I miss him. With every part of my being, I want to be with him. And in the same breath, I feel like what we had is so broken we would never be able to piece it back together.
He closes the distance across the room, the pull between us growing. He continues his path all the way to me.
His eyes study my face as if reading me before he moves to kiss me.
“What do you want, Anna?” he whispers against my lips.
I want him to kiss me, lean into that tiny fraction of a gap he’s left between us, and take all the pain away. Tell me everything will be okay.
But I don’t.
“I want to go back to how it was before we got mixed up in this.” I shut my eyes, remembering the bonfires and our time at the beach or the jetty — being enough for each other.
“Is that the only way? Can’t we have both?” His words caress my cheek, and the touch of his hand as it runs up my arm and up to my shoulder leaves a trail of goosebumps.
“We tried that, and it ended in nothing but pain. So yes, it’s the only way.” My eyes open, and I study his as the sting of salty tears in mine hits.
He steps back, dissolving all the pressure between us.
“So, you don’t want this?” His voice sounds cruel as he pulls a packet of pills and a bag of powder from his pocket and shakes them in front of my face.
My pulse quickens, racing faster as he dangles temptation in front of me.
He’s being spiteful, and it destroys another part of me that loved him.
Why would he do that?
“Leave. You don’t love me if all you want to do is feed me this. I told you before. This is toxic. We’re toxic. And if this is your idea of love, then I don’t want it.” My voice breaks.
“I don’t believe you.”
“Get out!” I scream at him, shoving him forward and back towards the door. But I snatch at his hand, grabbing whatever he has on him.
He smiles as if he just won.
But he leaves.
And I drown in the cocktail of drugs I took from him.
Mum found me.
She’d had car problems, which was why she’d been gone for longer than expected.
We packed up and went home that night, and she got me a place at a rehab facility.
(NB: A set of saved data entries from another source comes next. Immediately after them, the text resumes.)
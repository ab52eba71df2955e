//! State of the interactive pace table.
//!
//! One pace drives every row. Editing a row re-derives the pace from what is
//! typed as long as the text passes the time grammar; stepping nudges the pace
//! by the unit under the cursor and re-renders the row.

use crate::models::Distance;
use crate::pace::{PaceCodec, StepDirection, is_valid_time, step_pace};

#[derive(Debug, Clone, PartialEq)]
pub struct Input {
    pub buffer: String,
    /// Byte offset; the buffer is always ASCII.
    pub cursor: usize,
}

#[derive(Debug, Clone)]
pub struct PaceEditor {
    pub ms_per_metre: f64,
    pub distances: Vec<Distance>,
    pub selected: usize,
    pub input: Option<Input>,
}

impl PaceEditor {
    pub fn new(ms_per_metre: f64, distances: Vec<Distance>) -> Self {
        Self {
            ms_per_metre,
            distances,
            selected: 0,
            input: None,
        }
    }

    fn codec(&self) -> Option<PaceCodec> {
        self.distances
            .get(self.selected)
            .map(|d| PaceCodec::new(d.distance_m, d.show_ms))
    }

    /// Text shown for row `idx`: the live buffer while editing, else the pace.
    pub fn display(&self, idx: usize) -> String {
        if idx == self.selected {
            if let Some(input) = &self.input {
                return input.buffer.clone();
            }
        }
        self.distances
            .get(idx)
            .map(|d| PaceCodec::new(d.distance_m, d.show_ms).format(self.ms_per_metre))
            .unwrap_or_default()
    }

    pub fn is_editing(&self) -> bool {
        self.input.is_some()
    }

    pub fn input_is_valid(&self) -> bool {
        self.input.as_ref().is_none_or(|i| is_valid_time(&i.buffer))
    }

    pub fn select_prev(&mut self) {
        self.selected = self.selected.saturating_sub(1);
    }

    pub fn select_next(&mut self) {
        if self.selected + 1 < self.distances.len() {
            self.selected += 1;
        }
    }

    pub fn begin_edit(&mut self) {
        if self.distances.is_empty() {
            return;
        }
        let buffer = self.display(self.selected);
        let cursor = buffer.len();
        self.input = Some(Input { buffer, cursor });
    }

    pub fn finish_edit(&mut self) {
        self.input = None;
    }

    pub fn insert(&mut self, c: char) {
        if !(c.is_ascii_digit() || c == ':' || c == '.') {
            return;
        }
        if let Some(input) = &mut self.input {
            input.buffer.insert(input.cursor, c);
            input.cursor += 1;
        }
        self.apply_input();
    }

    pub fn backspace(&mut self) {
        if let Some(input) = &mut self.input {
            if input.cursor > 0 {
                input.cursor -= 1;
                input.buffer.remove(input.cursor);
            }
        }
        self.apply_input();
    }

    pub fn move_cursor(&mut self, delta: isize) {
        if let Some(input) = &mut self.input {
            input.cursor = input
                .cursor
                .saturating_add_signed(delta)
                .min(input.buffer.len());
        }
    }

    /// Arrow keys and the scroll wheel. Outside of editing the cursor is taken
    /// to sit at the end of the row, which steps the smallest shown unit.
    pub fn step(&mut self, direction: StepDirection) {
        let Some(codec) = self.codec() else {
            return;
        };
        let (text, cursor) = match &self.input {
            Some(input) => (input.buffer.clone(), input.cursor),
            None => {
                let text = codec.format(self.ms_per_metre);
                let len = text.len();
                (text, len)
            }
        };
        if let Ok(next) = step_pace(self.ms_per_metre, &text, cursor, codec.distance, direction) {
            self.ms_per_metre = next;
        }
        if let Some(input) = &mut self.input {
            input.buffer = codec.format(self.ms_per_metre);
            input.cursor = cursor.min(input.buffer.len());
        }
    }

    fn apply_input(&mut self) {
        let (Some(codec), Some(input)) = (self.codec(), &self.input) else {
            return;
        };
        if !is_valid_time(&input.buffer) {
            return;
        }
        if let Ok(pace) = codec.parse(&input.buffer) {
            self.ms_per_metre = pace;
        }
    }
}

#[cfg(test)]
mod tests {
    use super::*;

    fn editor() -> PaceEditor {
        PaceEditor::new(270.0, Distance::defaults())
    }

    fn select(editor: &mut PaceEditor, id: &str) {
        editor.selected = editor.distances.iter().position(|d| d.id == id).unwrap();
    }

    #[test]
    fn rows_derive_from_one_pace() {
        let e = editor();
        assert_eq!(e.display(0), "27.000");
        assert_eq!(e.display(1), "4:30");
        assert_eq!(e.display(6), "45:00");
    }

    #[test]
    fn typing_a_valid_time_moves_every_row() {
        let mut e = editor();
        select(&mut e, "5km");
        e.begin_edit();
        for _ in 0.."22:30".len() {
            e.backspace();
        }
        for c in "20:00".chars() {
            e.insert(c);
        }
        assert!(e.input_is_valid());
        assert_eq!(e.ms_per_metre, 240.0);
        assert_eq!(e.display(1), "4:00");
        e.finish_edit();
        assert_eq!(e.display(5), "20:00");
    }

    #[test]
    fn invalid_text_keeps_the_last_good_pace() {
        let mut e = editor();
        select(&mut e, "1km");
        e.begin_edit();
        e.insert(':');
        assert!(!e.input_is_valid());
        assert_eq!(e.ms_per_metre, 270.0);
        e.insert('x');
        assert_eq!(e.input.as_ref().unwrap().buffer, "4:30:");
    }

    #[test]
    fn arrows_step_the_unit_under_the_cursor() {
        let mut e = editor();
        select(&mut e, "1km");
        e.begin_edit();
        e.move_cursor(-10);
        e.step(StepDirection::Up);
        assert_eq!(e.ms_per_metre, 330.0);
        assert_eq!(e.input.as_ref().unwrap().buffer, "5:30");
        assert_eq!(e.input.as_ref().unwrap().cursor, 0);

        e.move_cursor(3);
        e.step(StepDirection::Down);
        assert_eq!(e.display(1), "5:29");
    }

    #[test]
    fn stepping_without_editing_uses_the_last_unit() {
        let mut e = editor();
        select(&mut e, "100m");
        e.step(StepDirection::Up);
        // "27.000" with the cursor at the end steps a tenth at 100 m
        assert!((e.ms_per_metre - 271.0).abs() < 1e-9);
        assert_eq!(e.display(0), "27.100");
    }

    #[test]
    fn selection_stays_in_bounds() {
        let mut e = editor();
        e.select_prev();
        assert_eq!(e.selected, 0);
        for _ in 0..20 {
            e.select_next();
        }
        assert_eq!(e.selected, e.distances.len() - 1);
    }
}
She told me that I needed more care than she could offer and that she wanted to make sure I had every opportunity to recover properly.
I let it happen. I complied and didn’t fight. Deep down, I knew it was the right choice. I kept coming back to the image of me standing in front of Jeremy, desperate for the drugs he had on him.
That hung around my neck, anchoring me to the despair and self-pity that is all I feel now. I had to unshackle myself from that memory.
Happy birthday to me.
It wasn’t as bad as I feared.
The shame of being there wasn’t as hard to reconcile as I had imagined. This was the best place for me to get better. I knew that. And I did the work.
The journal I’d started became pivotal, and what Mum had started, I learned how to finish, shaping tools around me to use and stop myself from falling into old habits.
And I did everything I could to forget that I loved Jeremy Archer.